A chess prodigy child, Wesley So in 2008 became the youngest player to cross the threshold of Elo 2600. He broke the record established by none other than Magnus Carlsen. Four years later he would do the same with the bar of 2700, and by February of that year he was among the top ten worldwide.

His debut in the international chess happened during Summer Olympics at Turin (2006) when he was 13 years old. And in 2007 he gained the Grandmaster’s title. But this new GM from the Philippines reached some impressive results even before at the children’s and youth championships on the continental and worldwide levels. He won individual under 16 gold medals in the Olympics (Singapore 2007 and Mersin 2008).

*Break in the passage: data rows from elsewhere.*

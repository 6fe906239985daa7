//! Reload detection primitives.

use std::collections::VecDeque;
use std::fmt;

use serde::{Deserialize, Serialize};

/// Caller-owned token identifying one distinct page view.
///
/// Presenting the same token twice means the page was reloaded.
#[derive(Debug, Clone, Copy, PartialEq, Eq, Hash, Serialize, Deserialize)]
#[serde(transparent)]
pub struct ViewToken(u64);

impl ViewToken {
    pub fn value(self) -> u64 {
        self.0
    }
}

impl fmt::Display for ViewToken {
    fn fmt(&self, f: &mut fmt::Formatter<'_>) -> fmt::Result {
        write!(f, "view-{}", self.0)
    }
}

/// Issues view tokens and remembers which ones were presented.
///
/// Only the most recently presented tokens are kept; the oldest is
/// forgotten once `capacity` is exceeded.
#[derive(Debug, Clone, PartialEq, Eq, Serialize, Deserialize)]
pub(crate) struct TokenRegistry {
    next: u64,
    capacity: usize,
    seen: VecDeque<ViewToken>,
}

impl TokenRegistry {
    pub(crate) fn new(capacity: usize) -> Self {
        Self {
            next: 0,
            capacity,
            seen: VecDeque::with_capacity(capacity),
        }
    }

    pub(crate) fn capacity(&self) -> usize {
        self.capacity
    }

    pub(crate) fn issue(&mut self) -> ViewToken {
        let token = ViewToken(self.next);
        self.next += 1;
        token
    }

    /// Records `token` and reports whether it was presented before.
    pub(crate) fn present(&mut self, token: ViewToken) -> bool {
        if self.seen.contains(&token) {
            return true;
        }
        let overflow = (self.seen.len() + 1)
            .saturating_sub(self.capacity)
            .min(self.seen.len());
        self.seen.drain(..overflow);
        self.seen.push_back(token);
        false
    }
}

/// A named read-and-set marker.
#[derive(Debug, Clone, PartialEq, Eq, Serialize, Deserialize)]
pub struct OneTimeCheck {
    key: String,
    checked: bool,
}

impl Default for OneTimeCheck {
    fn default() -> Self {
        Self::new(Self::DEFAULT_KEY)
    }
}

impl OneTimeCheck {
    pub const DEFAULT_KEY: &'static str = "oneTimeCheck";

    pub fn new(key: impl Into<String>) -> Self {
        Self {
            key: key.into(),
            checked: false,
        }
    }

    pub fn key(&self) -> &str {
        &self.key
    }

    pub fn is_checked(&self) -> bool {
        self.checked
    }

    pub fn set_checked(&mut self, checked: bool) {
        self.checked = checked;
    }

    /// Returns the current state and marks the check as done.
    pub fn read_and_set_checked(&mut self) -> bool {
        std::mem::replace(&mut self.checked, true)
    }
}
//! Logging infrastructure using `tracing` and `tracing-subscriber`.
//!
//! # Log Levels
//!
//! - `error`: Failed commands
//! - `warn`: Recoverable misuse reported by the libraries (saving a row that
//!   is not being edited, unknown steps)
//! - `info`: Script progress and change events
//! - `debug`: State transitions inside the libraries
//! - `trace`: Per-operation detail
//!
//! # Usage
//!
//! ```ignore
//! use cui_cli::logging::{init_logging, LogConfig, LogFormat};
//!
//! let config = LogConfig::default().with_format(LogFormat::Compact);
//! init_logging(&config).expect("init logging");
//! ```

use std::fs::OpenOptions;
use std::io;
use std::path::PathBuf;
use std::sync::Mutex;

use tracing::level_filters::LevelFilter;
use tracing_subscriber::{
    EnvFilter, Layer, Registry,
    fmt::{self, MakeWriter, writer::BoxMakeWriter},
    layer::SubscriberExt,
    util::SubscriberInitExt,
};

/// Workspace crates that log at the configured level; everything else stays
/// at `warn`.
const LOG_TARGETS: [&str; 5] = [
    "cui_cli",
    "cui_chart",
    "cui_datalist",
    "cui_history",
    "cui_jsobject",
];

/// Configuration for logging behavior.
#[derive(Debug, Clone)]
pub struct LogConfig {
    /// Maximum level for workspace crates.
    pub level_filter: LevelFilter,
    /// Whether `RUST_LOG` may override `level_filter`.
    pub use_env_filter: bool,
    /// Whether to include timestamps in log output.
    pub with_timestamps: bool,
    /// Whether to include target (module path) in log output.
    pub with_target: bool,
    /// Whether to use ANSI colors in output.
    pub with_ansi: bool,
    /// Output format: "pretty", "compact", or "json".
    pub format: LogFormat,
    /// Optional log file path. When set, logs are written to the file.
    pub log_file: Option<PathBuf>,
}

/// Log output format.
#[derive(Debug, Clone, Copy, Default, PartialEq, Eq)]
pub enum LogFormat {
    /// Human-readable pretty format with colors.
    #[default]
    Pretty,
    /// Compact single-line format.
    Compact,
    /// JSON format for machine parsing.
    Json,
}

impl Default for LogConfig {
    fn default() -> Self {
        Self {
            level_filter: LevelFilter::WARN,
            use_env_filter: true,
            with_timestamps: false,
            with_target: false,
            with_ansi: true,
            format: LogFormat::default(),
            log_file: None,
        }
    }
}

impl LogConfig {
    /// Set the level filter directly.
    #[must_use]
    pub fn with_level_filter(mut self, level_filter: LevelFilter) -> Self {
        self.level_filter = level_filter;
        self
    }

    /// Enable or disable timestamps.
    #[must_use]
    pub fn with_timestamps(mut self, enable: bool) -> Self {
        self.with_timestamps = enable;
        self
    }

    /// Enable or disable target (module path) in output.
    #[must_use]
    pub fn with_target(mut self, enable: bool) -> Self {
        self.with_target = enable;
        self
    }

    /// Enable or disable ANSI colors.
    #[must_use]
    pub fn with_ansi(mut self, enable: bool) -> Self {
        self.with_ansi = enable;
        self
    }

    /// Set output format.
    #[must_use]
    pub fn with_format(mut self, format: LogFormat) -> Self {
        self.format = format;
        self
    }

    /// Set the log file path (writes to stderr when None).
    #[must_use]
    pub fn with_log_file(mut self, path: Option<PathBuf>) -> Self {
        self.log_file = path;
        self
    }
}

/// Install the global subscriber, writing to `log_file` or stderr.
///
/// # Errors
///
/// Returns an error if the log file cannot be opened.
///
/// # Panics
///
/// Panics if a global subscriber is already installed.
pub fn init_logging(config: &LogConfig) -> io::Result<()> {
    let writer = match &config.log_file {
        Some(path) => {
            let file = OpenOptions::new().create(true).append(true).open(path)?;
            BoxMakeWriter::new(Mutex::new(file))
        }
        None => BoxMakeWriter::new(io::stderr),
    };
    init_logging_with_writer(config, writer);
    Ok(())
}

/// Install the global subscriber with a custom writer.
pub fn init_logging_with_writer<W>(config: &LogConfig, writer: W)
where
    W: for<'writer> MakeWriter<'writer> + Send + Sync + 'static,
{
    let filter = build_env_filter(config.level_filter, config.use_env_filter);
    tracing_subscriber::registry()
        .with(format_layer(config, writer).with_filter(filter))
        .init();
}

type BoxedLayer = Box<dyn Layer<Registry> + Send + Sync + 'static>;

fn format_layer<W>(config: &LogConfig, writer: W) -> BoxedLayer
where
    W: for<'writer> MakeWriter<'writer> + Send + Sync + 'static,
{
    let layer = fmt::layer()
        .with_writer(writer)
        .with_ansi(config.with_ansi)
        .with_target(config.with_target);
    match (config.format, config.with_timestamps) {
        (LogFormat::Json, _) => layer.with_ansi(false).json().boxed(),
        (LogFormat::Compact, true) => layer.compact().boxed(),
        (LogFormat::Compact, false) => layer.compact().without_time().boxed(),
        (LogFormat::Pretty, true) => layer.boxed(),
        (LogFormat::Pretty, false) => layer.without_time().boxed(),
    }
}

/// Build an `EnvFilter` for the given level, letting `RUST_LOG` win when
/// allowed.
fn build_env_filter(level_filter: LevelFilter, use_env_filter: bool) -> EnvFilter {
    if use_env_filter && let Ok(filter) = EnvFilter::try_from_default_env() {
        return filter;
    }
    EnvFilter::new(default_directives(level_filter))
}

fn default_directives(level_filter: LevelFilter) -> String {
    let level = level_filter.to_string().to_lowercase();
    let mut directives = vec!["warn".to_string()];
    directives.extend(LOG_TARGETS.iter().map(|target| format!("{target}={level}")));
    directives.join(",")
}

Then he became the thrice national champion. In 2009 – at the age of 16 – he beat several pretenders in the world cup, leaving behind Ivanchuk and Kamsky, among others. His list of successes in international tournaments is already long enough. We are talking about a player that will only turn 22 on the 22th of October this Fall.

Family life… Unstructured, and landing in USA…

In 2012 his parents emigrated to Canada, leaving Wesley So in the Philippines. Was that his idea, theirs, of someone else’s?

The thing is – and we are not trying to make any accusations – Wesley So was fostering some resentment against his parents due to the fact that they allowed him to stay behind, which he interpreted, in some sense, as if they had estranged him, and that had serious consequences for his emotional balance.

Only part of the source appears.